Once upon a time, a woman called me on a dating app, she was older than me, she had no picture of herself. Ok, I thought, maybe she’s attractive anyway and I would not like to miss this oportunity. We started talking and I sense she’s conservative and “vanilla”, religious and very scared at anything considered different from the norm.
Anyways. Once we created a certain bond, I thought well let me tell her about my sexuality just in case she’s open to it, or else we’ll part ways like it’s more probable. Then I told her I was very into anal, she said she’s never done it and never would, and I thought, ok, this is it, case closed. But then she was all atentious and saying we could go out or something and I thought well maybe she’s into anal but too shy to admit it, who knows? Why else would she bother to be friends with me?
So we went out, I went to a place next to where she lives which is in the opposite part of the city, but I was willing to give it a try. She’s fairly atractive for her age (she was 46 at the time, and I was 37). She was very interested in me, we went out 3 more times. In one of these encounters, she said again “ok you’re very interesting but you said you prefer anal and that’s not my thing”. In other ocasion she said anal was too normalized in porn and she hated that. And I thought to myself well this isn’t a good sign.

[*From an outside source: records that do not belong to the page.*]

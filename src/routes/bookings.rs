use std::sync::Arc;

use axum::{
    extract::{Path, State},
    http::StatusCode,
    routing::{delete, get},
    Json, Router,
};
use serde::Deserialize;
use serde_json::json;

use crate::db::models::{Booking, BookingInfo};
use crate::error::AppResult;
use crate::AppState;

pub fn router() -> Router<Arc<AppState>> {
    Router::new()
        .route("/", get(list_bookings).post(add_booking))
        .route("/:date/:student_id", delete(remove_booking))
}

#[derive(Debug, Deserialize)]
pub struct AddBookingRequest {
    pub date: String,
    pub student_ids: Vec<String>,
}

/// Bookings grouped per date, as of the last sync.
async fn list_bookings(State(state): State<Arc<AppState>>) -> Json<Vec<BookingInfo>> {
    Json(state.service.state().bookings)
}

async fn add_booking(
    State(state): State<Arc<AppState>>,
    Json(body): Json<AddBookingRequest>,
) -> AppResult<(StatusCode, Json<Vec<Booking>>)> {
    let added = state
        .service
        .add_booking(&body.date, &body.student_ids)
        .await?;
    Ok((StatusCode::CREATED, Json(added)))
}

async fn remove_booking(
    State(state): State<Arc<AppState>>,
    Path((date, student_id)): Path<(String, String)>,
) -> AppResult<Json<serde_json::Value>> {
    let removed = state.service.remove_booking(&student_id, &date).await?;
    Ok(Json(json!({ "removed": removed })))
}
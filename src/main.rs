use std::sync::Arc;
use std::time::Duration;

use http::HeaderValue;
use tower_http::{cors::CorsLayer, trace::TraceLayer};
use tracing_subscriber::{layer::SubscriberExt, util::SubscriberInitExt};

mod config;
mod dates;
mod db;
mod error;
mod i18n;
mod routes;
mod services;

use config::Config;
use services::{data::DataService, init};

pub struct AppState {
    pub service: Arc<DataService>,
}

#[tokio::main]
async fn main() -> anyhow::Result<()> {
    // Initialize tracing
    tracing_subscriber::registry()
        .with(
            tracing_subscriber::EnvFilter::try_from_default_env()
                .unwrap_or_else(|_| "course_booking=debug,tower_http=debug".into()),
        )
        .with(tracing_subscriber::fmt::layer())
        .init();

    // Load configuration
    let config = Config::from_env()?;
    i18n::set_active_language(&config.lang).map_err(|e| anyhow::anyhow!(e))?;

    tracing::info!("Starting Course Booking Service");

    let service = init::init_service(&config).await?;
    let state_log = service.subscribe(|state| {
        if let Some(ref error) = state.error {
            tracing::debug!("State error: {}", error);
        } else if !state.is_loading {
            tracing::debug!(
                "State updated: {} student(s), {} class day(s), authenticated={}",
                state.students.len(),
                state.class_days.len(),
                state.is_authenticated
            );
        }
    });
    let app_state = Arc::new(AppState {
        service: service.clone(),
    });

    // Create shutdown notifier for background workers
    let (shutdown_tx, _shutdown_rx) = tokio::sync::broadcast::channel::<()>(1);

    let bg_handles = init::spawn_background_workers(
        service.clone(),
        Duration::from_secs(config.sync.auto_sync_interval_seconds),
        shutdown_tx.clone(),
    );

    let frontend_origin = config
        .server
        .frontend_url
        .parse::<HeaderValue>()
        .map_err(|e| anyhow::anyhow!("Invalid FRONTEND_URL for CORS: {}", e))?;

    // Build router
    let app = routes::router(app_state)
        .layer(TraceLayer::new_for_http())
        .layer(
            CorsLayer::new()
                .allow_origin(frontend_origin)
                .allow_methods([
                    http::Method::GET,
                    http::Method::POST,
                    http::Method::PUT,
                    http::Method::DELETE,
                    http::Method::OPTIONS,
                ])
                .allow_headers([http::header::CONTENT_TYPE, http::header::ACCEPT]),
        );

    // Start server
    let addr = format!("{}:{}", config.server.host, config.server.port);
    tracing::info!("Server listening on {}", addr);

    let listener = tokio::net::TcpListener::bind(&addr).await?;
    let server_fut = axum::serve(listener, app.into_make_service());

    let shutdown_tx_clone = shutdown_tx.clone();
    let signal_fut = async move {
        let ctrl_c = tokio::signal::ctrl_c();

        #[cfg(unix)]
        {
            match tokio::signal::unix::signal(tokio::signal::unix::SignalKind::terminate()) {
                Ok(mut term) => {
                    tokio::select! {
                        _ = ctrl_c => {},
                        _ = term.recv() => {},
                    }
                }
                Err(e) => {
                    tracing::warn!("Failed to bind SIGTERM: {}", e);
                    let _ = ctrl_c.await;
                }
            }
        }

        #[cfg(not(unix))]
        {
            if let Err(e) = ctrl_c.await {
                tracing::warn!("Failed to bind Ctrl+C: {}", e);
            }
        }

        tracing::info!("Shutdown signal received, notifying background workers");
        let _ = shutdown_tx_clone.send(());
    };

    tokio::select! {
        res = server_fut => {
            if let Err(e) = res {
                tracing::error!("Server error: {}", e);
            }
        }
        _ = signal_fut => {
            tracing::info!("Signal handler completed; server stopped accepting connections");
        }
    }

    // Give an in-flight sync some time to finish.
    let shutdown_wait = Duration::from_secs(15);
    tracing::info!(
        "Waiting up to {}s for background workers to exit",
        shutdown_wait.as_secs()
    );

    let bg_wait = async {
        for h in bg_handles {
            let _ = h.await;
        }
    };
    let _ = tokio::time::timeout(shutdown_wait, bg_wait).await;
    service.unsubscribe(&state_log);

    tracing::info!("Shutdown complete");
    Ok(())
}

At the fourth encounter, we went to a motel and I brought with me a glass of lube, I thought well at least some anal activity with fingers or something she will certainly be willing to try. When she saw the lube, she kind of panicked in horror and said in no way you’re going to use this with me. I felt myself betrayed because since the very beginning I told her I was into anal. Anyways, I did oral with her, I fucked her vaginally, but had no pleasure at all. For her it was very nice, she climaxed twice and we left and I paid the bill of the place even if she had pleasure and I had none.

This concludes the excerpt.